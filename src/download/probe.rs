use crate::download::{ProbeError, ValidationError};
use async_trait::async_trait;
use serde::Deserialize;
use std::path::Path;
use tokio::process::Command;

/// What the media probe learned about a file
#[derive(Debug, Clone, PartialEq)]
pub struct ProbeReport {
    pub duration_secs: f64,
    pub width: Option<u32>,
    pub height: Option<u32>,
    pub bitrate_kbps: u64,
    pub size_bytes: u64,
}

impl ProbeReport {
    pub fn resolution(&self) -> String {
        match (self.width, self.height) {
            (Some(w), Some(h)) => format!("{}x{}", w, h),
            _ => "unknown".to_string(),
        }
    }

    /// Duration as `HH:MM:SS`
    pub fn duration_hms(&self) -> String {
        let total = self.duration_secs.max(0.0) as u64;
        format!("{:02}:{:02}:{:02}", total / 3600, (total % 3600) / 60, total % 60)
    }
}

/// Inspects a downloaded file
#[async_trait]
pub trait Probe: Send + Sync {
    async fn probe(&self, path: &Path) -> Result<ProbeReport, ProbeError>;
}

/// Rejects a file whose size is implausibly small for its duration
///
/// A zero duration (streams ffprobe cannot time) always passes.
pub fn validate(report: &ProbeReport, min_bytes_per_second: u64) -> Result<(), ValidationError> {
    if report.duration_secs > 0.0
        && (report.size_bytes as f64) / report.duration_secs < min_bytes_per_second as f64
    {
        return Err(ValidationError::BelowThreshold {
            size_bytes: report.size_bytes,
            duration_secs: report.duration_secs,
            minimum: min_bytes_per_second,
        });
    }
    Ok(())
}

/// Probe backed by the `ffprobe` executable
#[derive(Debug, Clone)]
pub struct FfprobeProbe {
    program: String,
}

impl Default for FfprobeProbe {
    fn default() -> Self {
        Self {
            program: "ffprobe".to_string(),
        }
    }
}

impl FfprobeProbe {
    pub fn new(program: impl Into<String>) -> Self {
        Self {
            program: program.into(),
        }
    }
}

#[derive(Debug, Default, Deserialize)]
struct FfprobeOutput {
    #[serde(default)]
    format: FfprobeFormat,
    #[serde(default)]
    streams: Vec<FfprobeStream>,
}

// ffprobe reports format numbers as JSON strings
#[derive(Debug, Default, Deserialize)]
struct FfprobeFormat {
    duration: Option<String>,
    bit_rate: Option<String>,
    size: Option<String>,
}

#[derive(Debug, Default, Deserialize)]
struct FfprobeStream {
    width: Option<u32>,
    height: Option<u32>,
}

/// Builds a report from ffprobe's JSON, using `file_size` when ffprobe
/// omits the size
fn parse_ffprobe_json(json: &str, file_size: u64) -> Result<ProbeReport, ProbeError> {
    let output: FfprobeOutput =
        serde_json::from_str(json).map_err(|e| ProbeError::Parse(e.to_string()))?;

    let duration_secs = output
        .format
        .duration
        .as_deref()
        .and_then(|d| d.parse::<f64>().ok())
        .unwrap_or(0.0);
    let size_bytes = output
        .format
        .size
        .as_deref()
        .and_then(|s| s.parse::<u64>().ok())
        .unwrap_or(file_size);
    let bitrate_kbps = output
        .format
        .bit_rate
        .as_deref()
        .and_then(|b| b.parse::<u64>().ok())
        .map_or(0, |b| b / 1000);
    let video = output
        .streams
        .iter()
        .find(|s| s.width.is_some() && s.height.is_some());

    Ok(ProbeReport {
        duration_secs,
        width: video.and_then(|s| s.width),
        height: video.and_then(|s| s.height),
        bitrate_kbps,
        size_bytes,
    })
}

#[async_trait]
impl Probe for FfprobeProbe {
    async fn probe(&self, path: &Path) -> Result<ProbeReport, ProbeError> {
        let output = Command::new(&self.program)
            .args([
                "-v",
                "error",
                "-show_entries",
                "format=duration,bit_rate,size:stream=width,height",
                "-of",
                "json",
            ])
            .arg(path)
            .output()
            .await?;

        if !output.status.success() {
            return Err(ProbeError::Failed {
                path: path.to_path_buf(),
                status: output.status,
                stderr: String::from_utf8_lossy(&output.stderr).trim().to_string(),
            });
        }

        let file_size = tokio::fs::metadata(path).await?.len();
        parse_ffprobe_json(&String::from_utf8_lossy(&output.stdout), file_size)
    }
}

#[cfg(test)]
mod tests {
    use super::*;

    fn report(duration_secs: f64, size_bytes: u64) -> ProbeReport {
        ProbeReport {
            duration_secs,
            width: None,
            height: None,
            bitrate_kbps: 0,
            size_bytes,
        }
    }

    #[test]
    fn test_parse_ffprobe_json() {
        let json = r#"{
            "programs": [],
            "streams": [{}, {"width": 1280, "height": 720}],
            "format": {"duration": "61.500000", "bit_rate": "2500123", "size": "19219000"}
        }"#;
        let report = parse_ffprobe_json(json, 1).unwrap();
        assert_eq!(report.duration_secs, 61.5);
        assert_eq!(report.resolution(), "1280x720");
        assert_eq!(report.bitrate_kbps, 2500);
        assert_eq!(report.size_bytes, 19_219_000);
        assert_eq!(report.duration_hms(), "00:01:01");
    }

    #[test]
    fn test_parse_missing_fields_defaults() {
        let report = parse_ffprobe_json("{}", 4096).unwrap();
        assert_eq!(report.duration_secs, 0.0);
        assert_eq!(report.size_bytes, 4096);
        assert_eq!(report.resolution(), "unknown");
    }

    #[test]
    fn test_parse_garbage_rejected() {
        assert!(matches!(
            parse_ffprobe_json("not json", 0),
            Err(ProbeError::Parse(_))
        ));
    }

    #[test]
    fn test_validate_rejects_truncated_file() {
        // 100 kB over two minutes is about 833 B/s
        let result = validate(&report(120.0, 100_000), 10 * 1024);
        assert!(matches!(
            result,
            Err(ValidationError::BelowThreshold { .. })
        ));
    }

    #[test]
    fn test_validate_accepts_plausible_file() {
        assert!(validate(&report(120.0, 50_000_000), 10 * 1024).is_ok());
    }

    #[test]
    fn test_validate_zero_duration_passes() {
        assert!(validate(&report(0.0, 10), 10 * 1024).is_ok());
    }
}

# [Exercise directions]
After reading through the material, report every line that holds "streams".

# [Response box]
/// A zero duration (streams ffprobe cannot time) always passes.
    streams: Vec<FfprobeStream>,
        .streams
            "streams": [{}, {"width": 1280, "height": 720}],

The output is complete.